**What you need to do**
Restate word for word the lines of the entries below, starting with the line that holds "form can express." and ending with the line that holds "and trailing offset.", and no others.

**Stored data**
++++++++++++++++++++
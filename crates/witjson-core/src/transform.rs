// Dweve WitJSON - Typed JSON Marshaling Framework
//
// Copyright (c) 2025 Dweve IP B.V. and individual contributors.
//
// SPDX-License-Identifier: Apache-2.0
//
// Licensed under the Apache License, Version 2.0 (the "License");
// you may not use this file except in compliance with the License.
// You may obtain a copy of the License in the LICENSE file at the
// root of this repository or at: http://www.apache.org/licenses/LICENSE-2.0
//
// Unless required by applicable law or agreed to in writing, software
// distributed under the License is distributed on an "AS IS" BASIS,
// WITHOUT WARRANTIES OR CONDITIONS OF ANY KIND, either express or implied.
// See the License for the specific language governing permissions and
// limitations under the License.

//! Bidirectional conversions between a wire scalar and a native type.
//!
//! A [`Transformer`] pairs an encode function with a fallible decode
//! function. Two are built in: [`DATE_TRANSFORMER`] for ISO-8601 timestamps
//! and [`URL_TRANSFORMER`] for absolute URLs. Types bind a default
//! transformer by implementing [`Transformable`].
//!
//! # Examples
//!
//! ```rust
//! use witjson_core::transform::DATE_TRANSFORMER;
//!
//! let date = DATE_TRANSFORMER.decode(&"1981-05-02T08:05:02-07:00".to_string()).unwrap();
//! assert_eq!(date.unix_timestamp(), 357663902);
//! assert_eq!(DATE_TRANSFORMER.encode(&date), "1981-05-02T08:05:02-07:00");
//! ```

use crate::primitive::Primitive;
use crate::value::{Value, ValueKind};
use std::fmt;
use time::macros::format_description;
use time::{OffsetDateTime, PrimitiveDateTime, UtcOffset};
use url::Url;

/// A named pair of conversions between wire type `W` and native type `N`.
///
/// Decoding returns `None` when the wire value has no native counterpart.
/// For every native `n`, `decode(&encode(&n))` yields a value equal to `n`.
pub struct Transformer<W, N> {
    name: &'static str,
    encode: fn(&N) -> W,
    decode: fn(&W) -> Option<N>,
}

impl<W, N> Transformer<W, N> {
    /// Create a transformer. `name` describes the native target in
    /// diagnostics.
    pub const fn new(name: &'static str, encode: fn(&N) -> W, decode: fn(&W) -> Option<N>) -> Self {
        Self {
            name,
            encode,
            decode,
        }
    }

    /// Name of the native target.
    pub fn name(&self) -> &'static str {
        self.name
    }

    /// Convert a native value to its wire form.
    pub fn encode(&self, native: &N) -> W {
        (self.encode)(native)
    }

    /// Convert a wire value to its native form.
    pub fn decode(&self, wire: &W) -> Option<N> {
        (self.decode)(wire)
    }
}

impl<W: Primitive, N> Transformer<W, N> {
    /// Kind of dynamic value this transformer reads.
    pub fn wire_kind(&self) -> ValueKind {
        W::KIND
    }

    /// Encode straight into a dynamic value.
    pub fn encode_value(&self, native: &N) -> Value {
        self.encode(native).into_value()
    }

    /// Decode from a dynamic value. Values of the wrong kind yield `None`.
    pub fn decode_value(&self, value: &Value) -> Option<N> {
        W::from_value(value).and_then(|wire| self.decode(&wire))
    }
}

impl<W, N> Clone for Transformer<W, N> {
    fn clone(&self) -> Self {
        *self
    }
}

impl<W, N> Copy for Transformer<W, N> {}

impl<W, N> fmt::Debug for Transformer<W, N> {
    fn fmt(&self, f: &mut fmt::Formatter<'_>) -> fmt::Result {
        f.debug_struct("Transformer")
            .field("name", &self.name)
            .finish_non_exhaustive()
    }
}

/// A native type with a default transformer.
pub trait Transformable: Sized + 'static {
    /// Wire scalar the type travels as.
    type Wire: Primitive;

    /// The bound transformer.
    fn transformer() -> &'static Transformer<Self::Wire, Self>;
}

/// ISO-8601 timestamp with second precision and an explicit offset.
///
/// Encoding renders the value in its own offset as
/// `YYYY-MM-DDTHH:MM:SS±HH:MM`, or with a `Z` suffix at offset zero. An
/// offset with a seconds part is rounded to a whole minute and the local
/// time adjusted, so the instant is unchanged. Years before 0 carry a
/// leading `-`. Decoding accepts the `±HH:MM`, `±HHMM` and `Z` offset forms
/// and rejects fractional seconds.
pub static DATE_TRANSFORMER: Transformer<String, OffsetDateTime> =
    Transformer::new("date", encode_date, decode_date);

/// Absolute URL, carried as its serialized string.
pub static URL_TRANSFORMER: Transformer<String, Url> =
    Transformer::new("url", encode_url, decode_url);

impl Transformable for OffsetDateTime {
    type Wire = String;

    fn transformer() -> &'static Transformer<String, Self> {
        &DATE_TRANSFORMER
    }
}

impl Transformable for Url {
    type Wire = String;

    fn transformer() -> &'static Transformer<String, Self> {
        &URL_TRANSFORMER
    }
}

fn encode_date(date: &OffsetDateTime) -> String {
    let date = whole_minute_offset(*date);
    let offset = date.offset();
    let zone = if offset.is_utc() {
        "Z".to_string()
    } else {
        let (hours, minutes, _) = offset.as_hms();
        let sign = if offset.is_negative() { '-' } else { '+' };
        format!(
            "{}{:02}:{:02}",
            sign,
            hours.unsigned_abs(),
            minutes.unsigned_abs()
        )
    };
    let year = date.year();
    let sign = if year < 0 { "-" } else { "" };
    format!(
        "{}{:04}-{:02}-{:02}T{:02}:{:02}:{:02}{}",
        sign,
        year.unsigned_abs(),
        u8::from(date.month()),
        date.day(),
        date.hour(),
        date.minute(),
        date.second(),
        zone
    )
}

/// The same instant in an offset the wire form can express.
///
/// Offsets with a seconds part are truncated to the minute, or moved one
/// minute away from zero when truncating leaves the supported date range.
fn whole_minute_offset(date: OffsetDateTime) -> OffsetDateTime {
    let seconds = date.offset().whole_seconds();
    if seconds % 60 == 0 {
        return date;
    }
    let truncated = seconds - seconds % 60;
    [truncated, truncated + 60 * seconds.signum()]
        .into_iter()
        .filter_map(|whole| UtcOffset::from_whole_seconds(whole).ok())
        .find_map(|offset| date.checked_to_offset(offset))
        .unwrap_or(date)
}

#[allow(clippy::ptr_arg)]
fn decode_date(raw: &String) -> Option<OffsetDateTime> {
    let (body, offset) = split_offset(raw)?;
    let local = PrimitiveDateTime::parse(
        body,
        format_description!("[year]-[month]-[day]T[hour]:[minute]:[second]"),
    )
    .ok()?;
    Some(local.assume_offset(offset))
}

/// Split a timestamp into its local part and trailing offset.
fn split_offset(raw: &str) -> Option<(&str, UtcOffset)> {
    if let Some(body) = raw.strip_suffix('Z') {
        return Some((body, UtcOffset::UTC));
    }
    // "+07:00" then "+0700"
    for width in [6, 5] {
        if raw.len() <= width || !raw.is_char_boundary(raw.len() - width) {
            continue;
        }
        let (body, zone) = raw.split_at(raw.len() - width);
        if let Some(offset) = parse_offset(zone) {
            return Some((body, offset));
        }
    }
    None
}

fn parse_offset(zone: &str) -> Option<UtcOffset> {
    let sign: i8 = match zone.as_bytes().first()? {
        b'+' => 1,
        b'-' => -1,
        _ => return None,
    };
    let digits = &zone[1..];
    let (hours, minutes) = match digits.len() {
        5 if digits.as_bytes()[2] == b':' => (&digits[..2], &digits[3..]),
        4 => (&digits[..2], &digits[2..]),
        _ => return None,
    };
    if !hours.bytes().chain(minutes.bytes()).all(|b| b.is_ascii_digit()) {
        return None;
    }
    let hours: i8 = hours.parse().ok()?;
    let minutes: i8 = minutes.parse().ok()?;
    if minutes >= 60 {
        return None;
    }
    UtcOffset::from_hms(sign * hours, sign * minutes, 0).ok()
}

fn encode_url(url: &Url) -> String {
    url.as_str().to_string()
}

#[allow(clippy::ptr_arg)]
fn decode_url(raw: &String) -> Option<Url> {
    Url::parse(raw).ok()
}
++++++++++++++++++++
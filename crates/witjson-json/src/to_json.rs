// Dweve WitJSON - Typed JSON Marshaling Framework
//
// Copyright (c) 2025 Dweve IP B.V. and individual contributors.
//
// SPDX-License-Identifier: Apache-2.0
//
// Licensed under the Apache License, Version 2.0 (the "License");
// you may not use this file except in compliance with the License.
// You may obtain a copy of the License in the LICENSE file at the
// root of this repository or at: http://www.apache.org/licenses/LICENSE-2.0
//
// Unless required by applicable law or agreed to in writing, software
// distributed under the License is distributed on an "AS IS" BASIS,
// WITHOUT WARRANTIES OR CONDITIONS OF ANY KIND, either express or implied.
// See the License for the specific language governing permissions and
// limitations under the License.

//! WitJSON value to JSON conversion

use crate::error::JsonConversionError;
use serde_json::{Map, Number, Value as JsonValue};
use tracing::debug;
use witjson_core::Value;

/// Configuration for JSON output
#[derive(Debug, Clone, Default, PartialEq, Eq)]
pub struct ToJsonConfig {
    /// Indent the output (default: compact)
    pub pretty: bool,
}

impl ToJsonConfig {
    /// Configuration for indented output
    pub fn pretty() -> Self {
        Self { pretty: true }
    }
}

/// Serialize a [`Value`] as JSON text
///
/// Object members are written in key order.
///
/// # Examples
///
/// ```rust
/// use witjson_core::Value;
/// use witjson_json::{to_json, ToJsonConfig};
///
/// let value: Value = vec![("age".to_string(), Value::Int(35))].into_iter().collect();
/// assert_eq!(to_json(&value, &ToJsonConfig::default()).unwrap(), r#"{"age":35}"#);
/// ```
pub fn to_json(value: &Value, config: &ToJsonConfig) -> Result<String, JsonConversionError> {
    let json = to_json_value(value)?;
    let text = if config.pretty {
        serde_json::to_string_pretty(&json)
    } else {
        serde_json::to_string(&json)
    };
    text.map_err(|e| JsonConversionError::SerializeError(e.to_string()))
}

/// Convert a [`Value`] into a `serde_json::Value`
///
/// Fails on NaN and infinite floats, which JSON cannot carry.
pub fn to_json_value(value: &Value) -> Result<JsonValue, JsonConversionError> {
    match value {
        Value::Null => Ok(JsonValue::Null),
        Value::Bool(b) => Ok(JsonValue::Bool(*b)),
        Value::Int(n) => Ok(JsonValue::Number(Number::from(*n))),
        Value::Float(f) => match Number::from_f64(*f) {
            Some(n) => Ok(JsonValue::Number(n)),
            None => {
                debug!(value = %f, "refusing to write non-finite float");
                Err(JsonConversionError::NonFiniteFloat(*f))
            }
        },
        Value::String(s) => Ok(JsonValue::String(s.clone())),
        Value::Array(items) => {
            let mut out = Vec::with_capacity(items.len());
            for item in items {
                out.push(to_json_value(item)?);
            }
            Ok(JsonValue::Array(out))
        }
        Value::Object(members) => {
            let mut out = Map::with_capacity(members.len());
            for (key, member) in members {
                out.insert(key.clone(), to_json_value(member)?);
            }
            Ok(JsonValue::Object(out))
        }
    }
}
++++++++++++++++++++
**Solution to the problem**
/// The same instant in an offset the wire form can express.
///
/// Offsets with a seconds part are truncated to the minute, or moved one
/// minute away from zero when truncating leaves the supported date range.
fn whole_minute_offset(date: OffsetDateTime) -> OffsetDateTime {
    let seconds = date.offset().whole_seconds();
    if seconds % 60 == 0 {
        return date;
    }
    let truncated = seconds - seconds % 60;
    [truncated, truncated + 60 * seconds.signum()]
        .into_iter()
        .filter_map(|whole| UtcOffset::from_whole_seconds(whole).ok())
        .find_map(|offset| date.checked_to_offset(offset))
        .unwrap_or(date)
}

#[allow(clippy::ptr_arg)]
fn decode_date(raw: &String) -> Option<OffsetDateTime> {
    let (body, offset) = split_offset(raw)?;
    let local = PrimitiveDateTime::parse(
        body,
        format_description!("[year]-[month]-[day]T[hour]:[minute]:[second]"),
    )
    .ok()?;
    Some(local.assume_offset(offset))
}

/// Split a timestamp into its local part and trailing offset.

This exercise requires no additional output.